While interest in allergen testing has been relatively constant of late, what Baker has noticed is a much greater interest in testing for gluten—a problem not described as an allergy per se, but a sensitivity. “We’re getting inquiries about kits for wheat seed allergen, and also barley and rye. That’s definitely been on the increase since the establishment of the gluten-free market.”
Neogen has also recently developed an assay for mustard. “A Canadian law recently went into effect that states that mustard must be included in labeling, so in the last year we introduced both a quantitative assay and a lateral flow test, we also added a new lateral flow test for sesame, also on the Canadian list.”
Necessity is sometimes the mother of re-invention—take the case of Lara Holland, a certified food allergy and gluten consultant for commercial kitchens based in southern California.
“I grew up with the belief that people with food allergies were just picky eaters,” recalls Holland. All through childhood she could eat anything, but then a serious illness in her twenties changed all that, and the average meal became a minefield.
“I became acutely embarrassed about my food allergies—I didn’t want to talk about it.” It seemed few understood, and fewer still were willing to accommodate what could easily be a life-threatening allergic sensitivity.
In self-defense, Holland set out to get an education. Training as a nutritionist, and then working in commercial kitchens, Holland came to understand the product, and the production line, and became an expert on where the hazards lie. Her focus now is on food service.

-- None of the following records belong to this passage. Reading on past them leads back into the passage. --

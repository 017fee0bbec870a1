//! Strand Metadata
//!
//! Immutable lookup of entity descriptors, keyed by type name.
//!
//! Responsibilities:
//! - Describe node entities (labels) and relationship entities (type name)
//! - Describe identity, property and relationship fields, with name overrides
//! - Resolve graph labels and relationship types back to descriptors
//! - Build and validate the lookup once, before any session uses it

mod builder;
mod metadata;
mod types;

pub use builder::{EntityBuilder, MetaDataBuilder, MetaDataError, MetaDataResult};
pub use metadata::MetaData;
pub use types::{
    infer_relationship_type, Direction, EntityDescriptor, EntityFactory, EntityKind,
    PropertyField, RelationshipField,
};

“Often times people’s most serious reactions happen inside a restaurant—they encounter the allergen where they have no control.” And hazards can be commonplace. “You tell the server, ‘no nuts’ and the server forgets to write it down, or worse, the line cook doesn’t see it or ignores it, or the dish is premade and the server picks off the nuts and brings it to your table.” An hour later you’re in the hospital.
A second offense is ignorance of ingredients. “You may think the soy sauce is gluten free but often it is not, you may think there’s no garlic in the condiment, but there is…”
For the first offense, Holland can offer an allergy audit of an operation, followed by staff training, online or in person. “For the most part, servers really do care; it’s just that sometimes they have no idea.”
As to the second offense, Holland has, with her nutritionist and restaurant background and the help of a software designer, put together a program tailor-made to each restaurant client, a program that provides an allergy-free menu to the customer and alerts to the kitchen.
The AllerSmart program works like this: All the ingredients for all menu items are input into the program. When the customer says, “I’m allergic to shellfish,” the server enters that information, the program then generates a list of shellfish-free options. Further, the kitchen receives an alert that table six has a shellfish sensitivity, so be extra careful to avoid cross-contact on the prep line.
Holland says reactions to the program are positive. “They tell us that it will save them money on training (staff turnover is generally high) and moreover, minimizes their liability regarding law suits.”
And it’s just plain good for business. “Once you’ve served that person with special needs, they will be forever loyal. We see increases from 8 to 25 percent in revenue with food allergic diners,” comments Holland.